Her father was a bank manager, whereas John Dickens was a never-do-well who had spent time in a debtors prison and who had sent young Charles at age twelve to work in a factory. Maria’s parents were alarmed by Charles’s unabashed devotion to their daughter and steered her away. They believed rightly that they were a cut above the Dickens clan, and besides Charles was just a guy who knew shorthand and took notes in court for lawyers.
After three years of pursuit, Charles realized that Maria would never love him. In February of 1833 he wrote her a letter recounting all he had done to win her love. “I have been too long used to inward wretchedness and real, real misery.” She returned his letter without the formality of an envelope, and in total humiliation he wrote her a final letter and poured out his heart. “I never have loved, and I never can love any human creature breathing but yourself.”

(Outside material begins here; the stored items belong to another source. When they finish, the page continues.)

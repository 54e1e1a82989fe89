//! Asset relocation: republish a provider-hosted URL to durable storage.

use async_trait::async_trait;
use tracing::{debug, info};
use uuid::Uuid;

use crate::client::{guess_content_type, BucketClient};
use crate::error::{AssetError, AssetResult};

/// Relocates a transient provider URL to durable storage.
///
/// Implementations return a stable public URL. Callers treat failure as a
/// soft error and fall back to the source URL.
#[async_trait]
pub trait AssetRelocator: Send + Sync {
    /// Download `source_url` and republish it; `destination_hint` is a
    /// path prefix such as `videos/{project_id}`.
    async fn relocate(&self, source_url: &str, destination_hint: &str) -> AssetResult<String>;
}

/// Relocator that downloads over HTTP and republishes to an R2 bucket.
pub struct BucketRelocator {
    http: reqwest::Client,
    bucket: BucketClient,
}

impl BucketRelocator {
    pub fn new(bucket: BucketClient) -> Self {
        Self {
            http: reqwest::Client::new(),
            bucket,
        }
    }

    fn destination_key(source_url: &str, destination_hint: &str) -> String {
        let extension = source_url
            .split('?')
            .next()
            .and_then(|path| path.rsplit('.').next())
            .filter(|ext| ext.len() <= 4 && ext.chars().all(|c| c.is_ascii_alphanumeric()))
            .unwrap_or("mp4");

        format!(
            "{}/{}.{}",
            destination_hint.trim_matches('/'),
            Uuid::new_v4(),
            extension
        )
    }
}

#[async_trait]
impl AssetRelocator for BucketRelocator {
    async fn relocate(&self, source_url: &str, destination_hint: &str) -> AssetResult<String> {
        debug!(source = %source_url, hint = %destination_hint, "relocating asset");

        let response = self.http.get(source_url).send().await?;
        if !response.status().is_success() {
            return Err(AssetError::download_failed(format!(
                "{} returned {}",
                source_url,
                response.status()
            )));
        }

        let bytes = response.bytes().await?.to_vec();
        let key = Self::destination_key(source_url, destination_hint);
        let content_type = guess_content_type(source_url);

        let durable_url = self.bucket.upload_bytes(bytes, &key, content_type).await?;
        info!(source = %source_url, durable = %durable_url, "asset relocated");
        Ok(durable_url)
    }
}

#[cfg(test)]
mod tests {
    use super::*;

    #[test]
    fn test_destination_key_keeps_extension() {
        let key = BucketRelocator::destination_key(
            "https://delivery.example/out.webm?expires=123",
            "videos/proj-1",
        );
        assert!(key.starts_with("videos/proj-1/"));
        assert!(key.ends_with(".webm"));
    }

    #[test]
    fn test_destination_key_defaults_to_mp4() {
        let key = BucketRelocator::destination_key("https://delivery.example/stream", "videos/p");
        assert!(key.ends_with(".mp4"));
    }
}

Cupid finally had tapped on Charles’s shoulder and pointed first to an empty quiver and then to Maria, and Charles understood that none of Cupid’s arrows had struck her heart.
The game of love is never easy, for the outcomes are ill-defined. Winners are often the losers, and the losers often are better off. And life is rarely kind to the frivolous women, and it was not kind to Maria. Scarcely two years after the breakup, Charles Dickens published Pickwick Papers and was instantly famous. People referred to Maria and said, “Boy, did she make a mistake.”
Still deeply wounded, the young Dickens gradually understood that he should never again allow a woman to hold the kind of erotic power over him that Maria had, and so he married a kind, compliant, and placid woman named Catherine.
Twenty-two years speed by, and in February of 1855 he receives a letter from Maria. Once again he flies into a state of wild exuberance, and there is a flurry of letters as he yearns to recapture his youthful love. She admits that at age thirty-five she had married Henry Winter, a poor sawmill manager, and that they had two daughters. He suggests a tryst, and she agrees. But she warns him that she is now “toothless, fat, old, and ugly.” Impossible, he thinks.
They meet, and it is true that she is no longer the twenty-year-old pretty young thing. She has a head cold, and Charles soon has caught it. Her giggle annoys him. Her constant chatter bothers him. He is forty-three years old, trim, fit, vigorous, the father of ten children, and world famous. And quickly he understands that this woman bores him. Allusions to their shared past sicken him, and what once delighted him now repels him. Again he is disappointed but for a different reason.
She begs to see him again, but he writes three final letters–a string of evasions and excuses why he cannot. She finally understands that it is his turn to reject her, and so he exacts a revenge for the painful humilations that she had made him suffer twenty-two years before.
Today in an unmarked pauper’s grave in the cemetery at Kensal Green lies Maria Beadnell Winter, a footnote in the biographies of Charles Dickens.
The other great British writer wrote, “It is better to have loved and lost than to never have loved at all.”, which is to say that the intensity of love is worth the crushing pain when it evaporates. I am not convinced that Charles Dickens would have agreed.